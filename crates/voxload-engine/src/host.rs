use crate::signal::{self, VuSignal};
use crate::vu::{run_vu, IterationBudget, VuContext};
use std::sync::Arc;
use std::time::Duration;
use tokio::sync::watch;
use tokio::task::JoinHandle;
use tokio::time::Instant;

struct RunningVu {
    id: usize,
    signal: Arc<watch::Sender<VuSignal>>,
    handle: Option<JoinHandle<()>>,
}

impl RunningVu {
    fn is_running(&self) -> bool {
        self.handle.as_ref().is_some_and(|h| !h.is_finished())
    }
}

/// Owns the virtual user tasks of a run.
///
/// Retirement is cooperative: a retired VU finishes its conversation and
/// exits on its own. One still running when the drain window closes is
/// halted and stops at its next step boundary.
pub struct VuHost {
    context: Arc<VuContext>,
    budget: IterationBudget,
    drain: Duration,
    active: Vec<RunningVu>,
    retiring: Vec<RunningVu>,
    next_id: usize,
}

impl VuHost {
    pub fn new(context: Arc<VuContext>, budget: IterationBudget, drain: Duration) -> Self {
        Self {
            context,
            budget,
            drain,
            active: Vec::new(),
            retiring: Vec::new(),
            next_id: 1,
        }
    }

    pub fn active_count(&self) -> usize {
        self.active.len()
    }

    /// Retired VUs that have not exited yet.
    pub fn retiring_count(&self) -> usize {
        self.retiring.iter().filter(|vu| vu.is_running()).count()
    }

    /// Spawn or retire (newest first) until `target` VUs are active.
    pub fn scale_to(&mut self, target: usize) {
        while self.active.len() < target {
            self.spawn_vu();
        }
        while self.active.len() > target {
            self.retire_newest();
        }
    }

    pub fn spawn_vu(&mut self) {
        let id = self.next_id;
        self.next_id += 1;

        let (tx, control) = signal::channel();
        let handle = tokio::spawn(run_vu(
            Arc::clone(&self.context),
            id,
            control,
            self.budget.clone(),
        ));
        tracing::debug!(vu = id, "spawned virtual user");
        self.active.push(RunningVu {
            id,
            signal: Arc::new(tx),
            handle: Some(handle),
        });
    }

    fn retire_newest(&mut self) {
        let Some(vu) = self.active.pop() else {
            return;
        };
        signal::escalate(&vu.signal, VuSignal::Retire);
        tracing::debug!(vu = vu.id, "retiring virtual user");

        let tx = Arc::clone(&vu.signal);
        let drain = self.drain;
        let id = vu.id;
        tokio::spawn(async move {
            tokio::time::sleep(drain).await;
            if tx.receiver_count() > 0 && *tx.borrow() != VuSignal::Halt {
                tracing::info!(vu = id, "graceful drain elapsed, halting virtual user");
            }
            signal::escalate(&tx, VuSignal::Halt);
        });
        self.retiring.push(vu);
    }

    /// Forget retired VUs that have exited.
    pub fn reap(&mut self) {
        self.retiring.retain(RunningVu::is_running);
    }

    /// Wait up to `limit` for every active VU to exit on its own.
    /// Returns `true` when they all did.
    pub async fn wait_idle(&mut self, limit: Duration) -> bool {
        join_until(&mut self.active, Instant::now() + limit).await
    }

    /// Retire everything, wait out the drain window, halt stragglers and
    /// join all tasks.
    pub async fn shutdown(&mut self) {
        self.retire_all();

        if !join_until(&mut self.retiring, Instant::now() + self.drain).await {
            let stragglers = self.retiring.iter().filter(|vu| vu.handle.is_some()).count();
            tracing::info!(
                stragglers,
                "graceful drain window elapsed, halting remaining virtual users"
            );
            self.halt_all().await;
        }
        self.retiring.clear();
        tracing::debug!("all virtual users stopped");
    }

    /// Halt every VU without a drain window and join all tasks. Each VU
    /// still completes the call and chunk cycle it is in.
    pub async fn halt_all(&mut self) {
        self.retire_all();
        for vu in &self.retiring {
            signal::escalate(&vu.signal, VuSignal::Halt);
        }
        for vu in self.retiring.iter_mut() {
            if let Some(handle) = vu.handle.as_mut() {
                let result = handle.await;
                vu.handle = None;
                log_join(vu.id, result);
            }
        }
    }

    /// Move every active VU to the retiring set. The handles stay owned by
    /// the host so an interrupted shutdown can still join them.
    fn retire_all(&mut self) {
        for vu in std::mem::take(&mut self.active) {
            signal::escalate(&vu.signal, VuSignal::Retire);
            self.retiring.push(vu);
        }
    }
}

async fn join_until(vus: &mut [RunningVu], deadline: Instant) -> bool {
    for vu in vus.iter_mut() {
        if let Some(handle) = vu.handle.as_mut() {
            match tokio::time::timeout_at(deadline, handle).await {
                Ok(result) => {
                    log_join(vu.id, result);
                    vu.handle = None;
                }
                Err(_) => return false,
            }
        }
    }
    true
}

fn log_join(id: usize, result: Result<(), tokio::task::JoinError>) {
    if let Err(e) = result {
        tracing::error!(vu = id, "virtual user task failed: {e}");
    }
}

++++++++++

### What is needed
Could you restate word for word the lines above, from the one that contains "join_until(&mut self.active, Instant::now()" through the one that contains "cycle it is in.", and no others?

### Solution to the exercise
        join_until(&mut self.active, Instant::now() + limit).await
    }

    /// Retire everything, wait out the drain window, halt stragglers and
    /// join all tasks.
    pub async fn shutdown(&mut self) {
        self.retire_all();

        if !join_until(&mut self.retiring, Instant::now() + self.drain).await {
            let stragglers = self.retiring.iter().filter(|vu| vu.handle.is_some()).count();
            tracing::info!(
                stragglers,
                "graceful drain window elapsed, halting remaining virtual users"
            );
            self.halt_all().await;
        }
        self.retiring.clear();
        tracing::debug!("all virtual users stopped");
    }

    /// Halt every VU without a drain window and join all tasks. Each VU
    /// still completes the call and chunk cycle it is in.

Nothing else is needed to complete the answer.